Switch 2 Becomes Nintendo's Best-Selling Console as Sales Near 20 Million
About a year after launch, the Nintendo Switch 2 has shipped close to 20 million units, becoming the company's fastest-selling console ever.

Roughly a year after its June 2025 launch, the Nintendo Switch 2 has shipped close to 20 million units, making it the fastest-selling console in Nintendo's history. The eye-catching part is what Nintendo did next: it trimmed its own forecast anyway.
Quick answer
Nintendo shipped about 19.86 million Switch 2 units by the end of its fiscal year on March 31, 2026, less than a year after the June 2025 launch, making it the fastest-selling console the company has ever made. It opened with roughly 3.5 million units in four days, hit about 5.9 million in the US in year one, and outsold a leading rival in the most recent quarter. Despite that, Nintendo lowered its forward forecast, a signal that the early-adopter surge is expected to cool.
Key takeaways
- Nintendo shipped about 19.86 million Switch 2 units through the end of March 2026, its fastest-selling console ever.
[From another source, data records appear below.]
//! The HTTP client and request execution engine.
//!
//! [`Client`] owns a connection pool, the shop's base URL, credentials, and
//! the retry policy. Every REST and GraphQL call funnels through the same
//! execution loop, which classifies responses, honors rate-limit waits, and
//! records the shop's rate-limit state.
//!
//! # Example
//!
//! ```rust,ignore
//! use shopify_admin::{ApiVersion, Client, ShopDomain};
//!
//! let client = Client::builder(ShopDomain::new("fooshop")?)
//!     .access_token("shpat_...")
//!     .api_version(ApiVersion::release("2024-01")?)
//!     .retries(3)
//!     .build();
//!
//! let shop = client.shop().get().await?;
//! ```

mod errors;
mod pagination;
mod rate_limit;
mod request;
mod response;

pub use errors::{
    ClientError, RateLimitError, RequestBuildError, ResponseDecodingError, ResponseError,
};
pub use pagination::{PageOptions, Pagination};
pub use rate_limit::RateLimitInfo;

use std::future::Future;
use std::pin::Pin;
use std::sync::{Arc, Mutex, OnceLock, PoisonError};
use std::time::Duration;

use reqwest::header::{HeaderMap, ACCEPT, CONTENT_TYPE, LINK, USER_AGENT};
use reqwest::Method;
use serde::de::DeserializeOwned;
use serde::{Deserialize, Serialize};
use url::Url;

use crate::config::{ApiVersion, ShopDomain};
use crate::graphql::GraphqlCost;

const DEFAULT_USER_AGENT: &str = concat!("shopify-admin/", env!("CARGO_PKG_VERSION"));
const DEFAULT_TIMEOUT: Duration = Duration::from_secs(10);
const DEFAULT_MAX_LOG_BODY_BYTES: usize = 1024;
const VERSION_HEADER: &str = "X-Shopify-API-Version";
const REQUEST_ID_HEADER: &str = "X-Shopify-Request-Id";

/// A boxed sleep in progress.
pub type SleepFuture = Pin<Box<dyn Future<Output = ()> + Send>>;

/// Produces the delay future used between retry attempts. The default wraps
/// [`tokio::time::sleep`]; tests substitute a recording no-op, and callers
/// who need cancellation can supply a sleeper that races a shutdown signal.
pub type Sleeper = Arc<dyn Fn(Duration) -> SleepFuture + Send + Sync>;

fn default_sleeper() -> Sleeper {
    Arc::new(|duration| Box::pin(tokio::time::sleep(duration)))
}

/// Credentials attached to every request.
#[derive(Debug, Clone)]
enum Auth {
    /// Private or custom app access token, sent as `X-Shopify-Access-Token`.
    AccessToken(String),
    /// API key and password, sent as HTTP basic auth.
    Basic { api_key: String, password: String },
}

/// A raw executed response, before decoding.
pub(crate) struct Executed {
    pub status: u16,
    pub headers: HeaderMap,
    pub body: Vec<u8>,
    /// Attempts consumed, including the successful one. GraphQL cost-aware
    /// retries fold this into their own budget.
    pub attempts: u32,
}

#[derive(Deserialize)]
struct CountEnvelope {
    count: u64,
}

/// Admin API client for a single shop.
pub struct Client {
    http: reqwest::Client,
    base_url: Url,
    path_prefix: String,
    api_version: ApiVersion,
    auth: Option<Auth>,
    retries: u32,
    max_log_body_bytes: usize,
    sleeper: Sleeper,
    rate_limits: Mutex<RateLimitInfo>,
    negotiated_version: OnceLock<String>,
}

/// Configures and constructs a [`Client`].
pub struct ClientBuilder {
    shop: ShopDomain,
    base_url: Option<Url>,
    api_version: ApiVersion,
    auth: Option<Auth>,
    retries: u32,
    max_log_body_bytes: usize,
    sleeper: Sleeper,
    timeout: Duration,
}

impl ClientBuilder {
    fn new(shop: ShopDomain) -> Self {
        Self {
            shop,
            base_url: None,
            api_version: ApiVersion::default(),
            auth: None,
            retries: 1,
            max_log_body_bytes: DEFAULT_MAX_LOG_BODY_BYTES,
            sleeper: default_sleeper(),
            timeout: DEFAULT_TIMEOUT,
        }
    }

    /// Authenticate with a private or custom app access token.
    #[must_use]
    pub fn access_token(mut self, token: impl Into<String>) -> Self {
        self.auth = Some(Auth::AccessToken(token.into()));
        self
    }

    /// Authenticate with an API key and password.
    #[must_use]
    pub fn basic_auth(mut self, api_key: impl Into<String>, password: impl Into<String>) -> Self {
        self.auth = Some(Auth::Basic {
            api_key: api_key.into(),
            password: password.into(),
        });
        self
    }

    /// Pin a specific API version. Unpinned clients use the shop's stable
    /// version and learn the concrete version from the first response.
    #[must_use]
    pub fn api_version(mut self, version: ApiVersion) -> Self {
        self.api_version = version;
        self
    }

    /// Total attempt budget per call. The default of 1 disables retries;
    /// a budget of 3 allows up to two retries on rate-limit or 503
    /// responses.
    #[must_use]
    pub fn retries(mut self, retries: u32) -> Self {
        self.retries = retries;
        self
    }

    /// Cap on response body bytes written to debug logs.
    #[must_use]
    pub fn max_log_body_bytes(mut self, bytes: usize) -> Self {
        self.max_log_body_bytes = bytes;
        self
    }

    /// Replace the delay function used between retry attempts.
    #[must_use]
    pub fn sleeper(mut self, sleeper: Sleeper) -> Self {
        self.sleeper = sleeper;
        self
    }

    /// Request timeout for each attempt.
    #[must_use]
    pub fn timeout(mut self, timeout: Duration) -> Self {
        self.timeout = timeout;
        self
    }

    /// Override the base URL derived from the shop domain. Intended for
    /// tests and local proxies.
    #[must_use]
    pub fn base_url(mut self, base_url: Url) -> Self {
        self.base_url = Some(base_url);
        self
    }

    /// Construct the client.
    ///
    /// # Panics
    ///
    /// Panics if the underlying TLS backend cannot be initialized.
    #[must_use]
    pub fn build(self) -> Client {
        let http = reqwest::Client::builder()
            .use_rustls_tls()
            .timeout(self.timeout)
            .build()
            .expect("reqwest client construction with rustls cannot fail");

        Client {
            http,
            base_url: self.base_url.unwrap_or_else(|| self.shop.base_url()),
            path_prefix: self.api_version.path_prefix(),
            api_version: self.api_version,
            auth: self.auth,
            retries: self.retries,
            max_log_body_bytes: self.max_log_body_bytes,
            sleeper: self.sleeper,
            rate_limits: Mutex::new(RateLimitInfo::default()),
            negotiated_version: OnceLock::new(),
        }
    }
}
- The console sold around 3.5 million units in its first four days, a record opening that beat the original Switch.
- US first-year sales reached roughly 5.9 million units, with a one-million milestone passed in the UK.
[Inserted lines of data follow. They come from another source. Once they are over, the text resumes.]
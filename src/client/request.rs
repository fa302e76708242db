//! Request construction.
//!
//! Resolves relative paths against the shop base URL, serializes bodies to
//! JSON, and appends encoded option structs to the query string. Because
//! option pairs are appended after any parameters already embedded in the
//! path, path parameters take precedence on duplicate keys.

use reqwest::Method;
use serde::Serialize;
use url::Url;

use super::errors::RequestBuildError;

/// A fully constructed request, ready to execute. The body is buffered so
/// retries can resend identical bytes.
#[derive(Debug, Clone)]
pub struct BuiltRequest {
    pub method: Method,
    pub url: Url,
    pub body: Option<Vec<u8>>,
}

/// Build a request from a relative path, an optional JSON body, and an
/// optional options struct encoded as query parameters.
pub fn build_request<B, O>(
    base_url: &Url,
    method: Method,
    rel_path: &str,
    body: Option<&B>,
    options: Option<&O>,
) -> Result<BuiltRequest, RequestBuildError>
where
    B: Serialize + ?Sized,
    O: Serialize + ?Sized,
{
    let mut url = base_url
        .join(rel_path)
        .map_err(|source| RequestBuildError::InvalidPath {
            path: rel_path.to_string(),
            source,
        })?;

    if let Some(options) = options {
        let encoded = serde_urlencoded::to_string(options)?;
        if !encoded.is_empty() {
            let pairs: Vec<(String, String)> = serde_urlencoded::from_str(&encoded)
                .map_err(|_| serde_urlencoded::ser::Error::Custom("unencodable options".into()))?;
            let mut editor = url.query_pairs_mut();
            for (key, value) in pairs {
                editor.append_pair(&key, &value);
            }
        }
    }

    let body = body.map(serde_json::to_vec).transpose()?;

    Ok(BuiltRequest { method, url, body })
}
//! Admin API version handling.

use std::fmt;
use std::str::FromStr;
use std::sync::LazyLock;

use regex::Regex;

use crate::error::ConfigError;

static API_VERSION_RE: LazyLock<Regex> =
    LazyLock::new(|| Regex::new(r"^[0-9]{4}-[0-9]{2}$").expect("version regex is valid"));

/// The Shopify Admin API version a client addresses.
///
/// `Stable` is the default: requests go through the bare `admin` path prefix,
/// letting Shopify serve its oldest stable version, and the client latches the
/// version it was actually served from the `X-Shopify-API-Version` response
/// header. Pinning a [`ApiVersion::Release`] routes requests through
/// `admin/api/<version>` instead.
///
/// # Example
///
/// ```rust
/// use shopify_admin::ApiVersion;
///
/// let version: ApiVersion = "2024-10".parse().unwrap();
/// assert_eq!(version.path_prefix(), "admin/api/2024-10");
/// assert_eq!(ApiVersion::Stable.path_prefix(), "admin");
/// ```
#[derive(Clone, Debug, PartialEq, Eq, Default)]
pub enum ApiVersion {
    /// The oldest stable version of the API, addressed via the `admin` prefix.
    #[default]
    Stable,
    /// The unstable version, for accessing pre-release API features.
    Unstable,
    /// A pinned `YYYY-MM` release.
    Release(String),
}

impl ApiVersion {
    /// Creates a pinned release version from a `YYYY-MM` string.
    ///
    /// # Errors
    ///
    /// Returns [`ConfigError::InvalidApiVersion`] if the string does not
    /// match the `YYYY-MM` format.
    pub fn release(version: impl Into<String>) -> Result<Self, ConfigError> {
        let version = version.into();
        if API_VERSION_RE.is_match(&version) {
            Ok(Self::Release(version))
        } else {
            Err(ConfigError::InvalidApiVersion { version })
        }
    }

    /// Returns the URL path prefix joined in front of every resource path.
    #[must_use]
    pub fn path_prefix(&self) -> String {
        match self {
            Self::Stable => "admin".to_string(),
            Self::Unstable | Self::Release(_) => format!("admin/api/{self}"),
        }
    }

    /// Returns `true` if this client has not pinned a release version.
    #[must_use]
    pub const fn is_stable(&self) -> bool {
        matches!(self, Self::Stable)
    }
}

impl fmt::Display for ApiVersion {
    fn fmt(&self, f: &mut fmt::Formatter<'_>) -> fmt::Result {
        match self {
            Self::Stable => f.write_str("stable"),
            Self::Unstable => f.write_str("unstable"),
            Self::Release(version) => f.write_str(version),
        }
    }
}

impl FromStr for ApiVersion {
    type Err = ConfigError;

    fn from_str(s: &str) -> Result<Self, Self::Err> {
        match s {
            "stable" => Ok(Self::Stable),
            "unstable" => Ok(Self::Unstable),
            other => Self::release(other),
        }
    }
}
- It outsold a leading rival in the most recent quarter, though that competitor still leads on lifetime totals.
- Nintendo nonetheless trimmed its forward forecast, signaling the launch surge will ease.
What happened
Nintendo reported cumulative Switch 2 shipments of about 19.86 million units through the end of its fiscal year on March 31, 2026, with roughly 2.49 million of those moving in the January-to-March quarter alone. That puts the successor to the wildly popular original Switch (which went on to sell over 150 million lifetime) on a record pace.
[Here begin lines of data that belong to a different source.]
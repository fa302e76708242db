//! Blog articles.

use chrono::{DateTime, Utc};
use serde::{Deserialize, Serialize};

use crate::client::{Client, ClientError, Pagination};

use super::{CountOptions, ListOptions};

/// A blog article.
#[derive(Debug, Clone, Default, PartialEq, Serialize, Deserialize)]
pub struct Article {
    #[serde(skip_serializing_if = "Option::is_none")]
    pub id: Option<u64>,
    #[serde(skip_serializing_if = "Option::is_none")]
    pub blog_id: Option<u64>,
    #[serde(skip_serializing_if = "Option::is_none")]
    pub title: Option<String>,
    #[serde(skip_serializing_if = "Option::is_none")]
    pub author: Option<String>,
    #[serde(skip_serializing_if = "Option::is_none")]
    pub user_id: Option<u64>,
    #[serde(skip_serializing_if = "Option::is_none")]
    pub body_html: Option<String>,
    #[serde(skip_serializing_if = "Option::is_none")]
    pub summary_html: Option<String>,
    #[serde(skip_serializing_if = "Option::is_none")]
    pub handle: Option<String>,
    /// Comma-separated tag list, as the API represents it.
    #[serde(skip_serializing_if = "Option::is_none")]
    pub tags: Option<String>,
    #[serde(skip_serializing_if = "Option::is_none")]
    pub template_suffix: Option<String>,
    #[serde(skip_serializing_if = "Option::is_none")]
    pub created_at: Option<DateTime<Utc>>,
    #[serde(skip_serializing_if = "Option::is_none")]
    pub updated_at: Option<DateTime<Utc>>,
    #[serde(skip_serializing_if = "Option::is_none")]
    pub published_at: Option<DateTime<Utc>>,
    #[serde(skip_serializing_if = "Option::is_none")]
    pub admin_graphql_api_id: Option<String>,
}

#[derive(Serialize, Deserialize)]
struct ArticleEnvelope {
    article: Article,
}

#[derive(Deserialize)]
struct ArticlesEnvelope {
    articles: Vec<Article>,
}

#[derive(Deserialize)]
struct TagsEnvelope {
    tags: Vec<String>,
}

/// Service for a blog's article endpoints.
pub struct ArticleService<'a> {
    pub(crate) client: &'a Client,
}

impl ArticleService<'_> {
    /// List a blog's articles.
    pub async fn list(
        &self,
        blog_id: u64,
        options: Option<&ListOptions>,
    ) -> Result<Vec<Article>, ClientError> {
        let envelope: ArticlesEnvelope = self
            .client
            .get(&format!("blogs/{blog_id}/articles.json"), options)
            .await?;
        Ok(envelope.articles)
    }

    /// List a blog's articles along with pagination cursors.
    pub async fn list_with_pagination(
        &self,
        blog_id: u64,
        options: Option<&ListOptions>,
    ) -> Result<(Vec<Article>, Pagination), ClientError> {
        let (envelope, pagination): (ArticlesEnvelope, _) = self
            .client
            .list_with_pagination(&format!("blogs/{blog_id}/articles.json"), options)
            .await?;
        Ok((envelope.articles, pagination))
    }

    /// Count a blog's articles.
    pub async fn count(
        &self,
        blog_id: u64,
        options: Option<&CountOptions>,
    ) -> Result<u64, ClientError> {
        self.client
            .count(&format!("blogs/{blog_id}/articles/count.json"), options)
            .await
    }

    /// Fetch a single article.
    pub async fn get(&self, blog_id: u64, article_id: u64) -> Result<Article, ClientError> {
        let envelope: ArticleEnvelope = self
            .client
            .get(
                &format!("blogs/{blog_id}/articles/{article_id}.json"),
                None::<&()>,
            )
            .await?;
        Ok(envelope.article)
    }

    /// Create an article on a blog.
    pub async fn create(&self, blog_id: u64, article: Article) -> Result<Article, ClientError> {
        let envelope: ArticleEnvelope = self
            .client
            .post(
                &format!("blogs/{blog_id}/articles.json"),
                &ArticleEnvelope { article },
            )
            .await?;
        Ok(envelope.article)
    }

    /// Update an existing article. The article's `id` selects the record.
    pub async fn update(&self, blog_id: u64, article: Article) -> Result<Article, ClientError> {
        let article_id = article.id.unwrap_or_default();
        let envelope: ArticleEnvelope = self
            .client
            .put(
                &format!("blogs/{blog_id}/articles/{article_id}.json"),
                &ArticleEnvelope { article },
            )
            .await?;
        Ok(envelope.article)
    }

    /// Delete an article.
    pub async fn delete(&self, blog_id: u64, article_id: u64) -> Result<(), ClientError> {
        self.client
            .delete(&format!("blogs/{blog_id}/articles/{article_id}.json"))
            .await
    }

    /// All tags in use across a blog's articles.
    pub async fn tags(&self, blog_id: u64) -> Result<Vec<String>, ClientError> {
        let envelope: TagsEnvelope = self
            .client
            .get(&format!("blogs/{blog_id}/articles/tags.json"), None::<&()>)
            .await?;
        Ok(envelope.tags)
    }
}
The launch set the tone. The Switch 2 sold around 3.5 million units in its first four days globally, surpassing the original Switch's opening and beating analyst expectations. In the United States, first-year sales reached roughly 5.9 million units, and the console passed a one-million milestone in the UK within its first year. In the most recent reported quarter, the Switch 2 outsold a leading rival console, though on a cumulative basis that competitor remains far ahead.
The numbers at a glance
| Metric | Switch 2 figure | Context |
|---|---|---|
| Cumulative shipments (to Mar 31, 2026) | ~19.86 million | Fastest in Nintendo history |
| First four days | ~3.5 million | Record console opening |
| Jan-Mar 2026 quarter | ~2.49 million | Sustained pace post-launch |
| US first-year sales | ~5.9 million | Strongest single market |
| Original Switch lifetime | 150M-plus | The bar the successor must clear |

Note
"Units shipped" counts consoles sent to retailers, which is close to but not identical to units sold to consumers. Console makers report shipments as the standard sales figure, so strong shipment numbers indicate strong demand and retailer confidence.
Why it matters
The Switch 2's pace confirms that Nintendo's hybrid handheld-and-home formula remains hugely popular. Following a beloved console is hard; many successors stumble. The Switch 2 instead became Nintendo's fastest seller, a strong signal for the company's hardware and its software lineup.
It also matters for the wider gaming market. A successful Nintendo platform shapes where developers invest and how the console landscape balances out. The momentum sits alongside other 2026 gaming stories we cover, from the Switch 2 system update bringing new features to the Switch 2 outselling the PS5 in Japan in its first year.
The details
A few points add context to the numbers:
- The strongest sales come early in a console's life; sustaining momentum across years is the harder test.
- Regional figures (US, UK) help show breadth of demand beyond a single market.
- Comparisons with rivals depend on the time window; quarterly leads differ from cumulative totals.
- Nintendo lowered its forward forecast, a reminder that early pace does not guarantee a smooth multi-year run.
Even amid record numbers, Nintendo signaled caution by trimming its outlook. Strong launches can be followed by softer periods as the early-adopter wave passes, so the durability of demand is the metric to watch next. The original Switch managed the rare feat of selling more in its later years than its first, carried by a steady drip of system-selling exclusives. Whether the Switch 2 repeats that, or fades after the enthusiast rush, comes down to the software slate.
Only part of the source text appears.